Stored data entries
----------------------------------------

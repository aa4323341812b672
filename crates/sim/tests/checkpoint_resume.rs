//! Integration tests for checkpoint and resume functionality.

use metapop_sim::connectivity::{ConnectivityTable, GridCoord, GridMask, LinearModel, OriginRecord};
use metapop_sim::errors::{DatabaseError, SimulationError};
use metapop_sim::simulation::{
    IntroductionPlan, NullSink, RunOutcome, RunState, Simulation, SimulationBuilder, Snapshot,
    SnapshotSink,
};
use metapop_sim::storage::{BufferConfig, QueryBuilder, Recorder};
use std::sync::Arc;

fn ring_model(n: i32) -> Arc<LinearModel> {
    let coords: Vec<GridCoord> = (0..n).map(|i| GridCoord::new(i, 3)).collect();
    let origins = (0..coords.len())
        .map(|i| {
            let next = coords[(i + 1) % coords.len()];
            OriginRecord::new(coords[i], 10, &[(coords[i], 4), (next, 6)])
        })
        .collect();
    Arc::new(
        LinearModel::build(&ConnectivityTable::new(origins), &GridMask::identity(&coords)).unwrap(),
    )
}

fn builder(model: Arc<LinearModel>) -> SimulationBuilder {
    SimulationBuilder::new()
        .model(model)
        .plan(IntroductionPlan::new((0..12).map(|i| Some(i / 6)).collect()))
        .capacity(4)
        .generations(20)
        .fecundity(3.0)
        .workers(2)
        .partitions(4)
        .record_every(5)
        .seed(42)
}

/// Forwards snapshots up to a generation, as if the process died there.
struct Interrupted<'a> {
    inner: &'a mut Recorder,
    last: usize,
}

impl SnapshotSink for Interrupted<'_> {
    fn record(&mut self, snapshot: &Snapshot<'_>) -> Result<(), DatabaseError> {
        if snapshot.generation <= self.last {
            self.inner.record(snapshot)?;
        }
        Ok(())
    }

    fn finish(&mut self, _outcome: &RunOutcome) -> Result<(), DatabaseError> {
        Ok(())
    }
}

#[test]
fn test_checkpoint_and_resume_matches_uninterrupted_run() {
    let dir = tempfile::tempdir().unwrap();
    let db_path = dir.path().join("resume.sqlite");
    let model = ring_model(12);

    let mut recorder = Recorder::create(&db_path, &model, &[], BufferConfig::default()).unwrap();
    let mut sim = builder(model.clone()).build().unwrap();
    let run_id = recorder
        .begin_run(0, sim.seed(), sim.config(), sim.layout())
        .unwrap();
    let full = sim
        .run(&mut Interrupted {
            inner: &mut recorder,
            last: 10,
        })
        .unwrap();
    recorder.close().unwrap();
    assert_eq!(full.status, RunState::Completed);
    let expected = sim.population().occupancy().clone();

    let query = QueryBuilder::new(&db_path).unwrap();
    assert_eq!(query.get_recorded_generations(run_id).unwrap(), vec![0, 5, 10]);
    let mut resumed = Simulation::from_checkpoint(model, &query, run_id).unwrap();
    query.close().unwrap();

    assert_eq!(resumed.generation(), 10);
    assert_eq!(resumed.state(), RunState::Running);
    assert_eq!(resumed.seed(), 42);
    assert_eq!(resumed.partitions(), 4);

    let outcome = resumed.run(&mut NullSink).unwrap();
    assert_eq!(outcome, full);
    assert_eq!(resumed.population().occupancy(), &expected);
}

#[test]
fn test_resume_with_recorder_continues_same_run() {
    let dir = tempfile::tempdir().unwrap();
    let db_path = dir.path().join("continue.sqlite");
    let model = ring_model(12);

    let mut recorder = Recorder::create(&db_path, &model, &[], BufferConfig::small()).unwrap();
    let mut sim = builder(model.clone()).build().unwrap();
    let run_id = recorder
        .begin_run(0, sim.seed(), sim.config(), sim.layout())
        .unwrap();
    sim.run(&mut Interrupted {
        inner: &mut recorder,
        last: 5,
    })
    .unwrap();
    recorder.close().unwrap();

    let query = QueryBuilder::new(&db_path).unwrap();
    let mut resumed = Simulation::from_checkpoint(model.clone(), &query, run_id).unwrap();
    query.close().unwrap();

    let mut recorder = Recorder::create(&db_path, &model, &[], BufferConfig::small()).unwrap();
    recorder.resume_run(run_id, resumed.config().codec);
    let outcome = resumed.run(&mut recorder).unwrap();
    recorder.close().unwrap();

    let query = QueryBuilder::new(&db_path).unwrap();
    assert_eq!(
        query.get_recorded_generations(run_id).unwrap(),
        vec![0, 5, 10, 15, 20]
    );
    let run = query.get_run(run_id).unwrap().unwrap();
    assert_eq!(run.status, outcome.status);
    assert_eq!(run.generations, 20);
    assert_eq!(query.get_runs().unwrap().len(), 1);
    query.close().unwrap();
}

#[test]
fn test_resume_unknown_run_is_error() {
    let dir = tempfile::tempdir().unwrap();
    let db_path = dir.path().join("empty.sqlite");
    let model = ring_model(4);
    Recorder::create(&db_path, &model, &[], BufferConfig::small())
        .unwrap()
        .close()
        .unwrap();

    let query = QueryBuilder::new(&db_path).unwrap();
    assert!(matches!(
        Simulation::from_checkpoint(model, &query, 7),
        Err(SimulationError::Checkpoint(_))
    ));
}

#[test]
fn test_resume_on_different_habitat_is_error() {
    let dir = tempfile::tempdir().unwrap();
    let db_path = dir.path().join("mismatch.sqlite");
    let model = ring_model(12);

    let mut recorder = Recorder::create(&db_path, &model, &[], BufferConfig::small()).unwrap();
    let mut sim = builder(model).generations(5).build().unwrap();
    let run_id = recorder
        .begin_run(0, sim.seed(), sim.config(), sim.layout())
        .unwrap();
    sim.run(&mut recorder).unwrap();
    recorder.close().unwrap();

    let query = QueryBuilder::new(&db_path).unwrap();
    assert!(matches!(
        Simulation::from_checkpoint(ring_model(6), &query, run_id),
        Err(SimulationError::Checkpoint(_))
    ));
}
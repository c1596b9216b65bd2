use ndcore::{Array, LinalgConfig};

fn main() -> anyhow::Result<()> {
    env_logger::init();

    // 3 samples, 2 features
    let x = Array::from_vec(vec![1.0, 2.0, 2.0, 4.5, 3.0, 6.0]).reshape(&[3, 2])?;
    println!("x = {}", x);

    // centre each feature: broadcast a [1, 2] row over the rows
    let means = x.t()?.mean()?.reshape(&[1, 2])?;
    let centred = x.sub(&means)?;
    println!("centred = {}", centred);

    // covariance (population) and its inverse
    let n = x.rows()? as f64;
    let cov = centred.t()?.dot(&centred)?.div_scalar(n);
    println!("cov = {}", cov);
    println!("det(cov) = {}", cov.det()?);
    let prec = cov.inv_with(&LinalgConfig::robust())?;
    println!("cov . prec = {}", cov.dot(&prec)?);

    // views share their buffer with the source
    let mut flat = x.ravel();
    let mut grid = flat.reshape(&[2, 3])?;
    grid.set(&[1, 2], 0.0)?;
    println!("flat after writing through a view = {}", flat);

    flat.sort()?;
    println!("sorted = {}, unique = {}", flat, flat.unique());
    println!("tiled = {}", Array::arange(2).tile(&[3])?);
    Ok(())
}
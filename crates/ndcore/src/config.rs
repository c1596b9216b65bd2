use serde::{Deserialize, Serialize};
use std::str::FromStr;

/// Comparison thresholds used across the crate.
#[derive(Deserialize, Serialize, Debug, Clone, Copy, PartialEq)]
pub struct Tolerances {
    /// Two elements are equal when their absolute difference is below this.
    pub equality: f64,
    /// `nonzero` reports elements whose magnitude exceeds this.
    pub nonzero: f64,
    /// `count_nonzero` counts elements farther than this from this same value.
    pub count_nonzero_offset: f64,
}

impl Tolerances {
    pub const EQUALITY: f64 = 1e-5;
    pub const NONZERO: f64 = 1e-5;
    pub const COUNT_NONZERO_OFFSET: f64 = 1e-10;
}

impl Default for Tolerances {
    fn default() -> Self {
        Self {
            equality: Tolerances::EQUALITY,
            nonzero: Tolerances::NONZERO,
            count_nonzero_offset: Tolerances::COUNT_NONZERO_OFFSET,
        }
    }
}

/// Determinant algorithms.
#[derive(Deserialize, Serialize, Debug, Clone, Copy, PartialEq, Eq, Default)]
pub enum DetMethod {
    /// Wrapped diagonal minus wrapped anti-diagonal products.
    /// Exact up to 3x3 only.
    #[default]
    Sarrus,
    /// LU decomposition with partial pivoting.
    Lu,
}

impl FromStr for DetMethod {
    type Err = String;

    fn from_str(s: &str) -> Result<Self, Self::Err> {
        match s.to_lowercase().as_str() {
            "sarrus" => Ok(DetMethod::Sarrus),
            "lu" => Ok(DetMethod::Lu),
            _ => Err(format!(
                "Unknown determinant method: {}. Expected one of `sarrus`, `lu`",
                s
            )),
        }
    }
}

/// Matrix inverse algorithms.
#[derive(Deserialize, Serialize, Debug, Clone, Copy, PartialEq, Eq, Default)]
pub enum InvMethod {
    /// Gauss-Jordan elimination pivoting on the diagonal, no row swaps.
    #[default]
    GaussJordan,
    /// Gauss-Jordan elimination with partial (row) pivoting.
    PartialPivot,
}

impl FromStr for InvMethod {
    type Err = String;

    fn from_str(s: &str) -> Result<Self, Self::Err> {
        match s.to_lowercase().replace('_', "-").as_str() {
            "gauss-jordan" => Ok(InvMethod::GaussJordan),
            "partial-pivot" => Ok(InvMethod::PartialPivot),
            _ => Err(format!(
                "Unknown inverse method: {}. Expected one of `gauss-jordan`, `partial-pivot`",
                s
            )),
        }
    }
}

/// Algorithm selection for `det_with` and `inv_with`.
#[derive(Deserialize, Serialize, Debug, Clone, Copy, PartialEq, Eq, Default)]
pub struct LinalgConfig {
    #[serde(default)]
    pub det: DetMethod,
    #[serde(default)]
    pub inv: InvMethod,
}

impl LinalgConfig {
    pub fn new(det: DetMethod, inv: InvMethod) -> Self {
        Self { det, inv }
    }

    /// LU determinant and pivoted inverse.
    pub fn robust() -> Self {
        Self {
            det: DetMethod::Lu,
            inv: InvMethod::PartialPivot,
        }
    }
}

----------------------------------------

*Task description:*
Which lines of the data above contain "status"? Copy each one.

*Response to the task:*
    assert_eq!(full.status, RunState::Completed);
    assert_eq!(run.status, outcome.status);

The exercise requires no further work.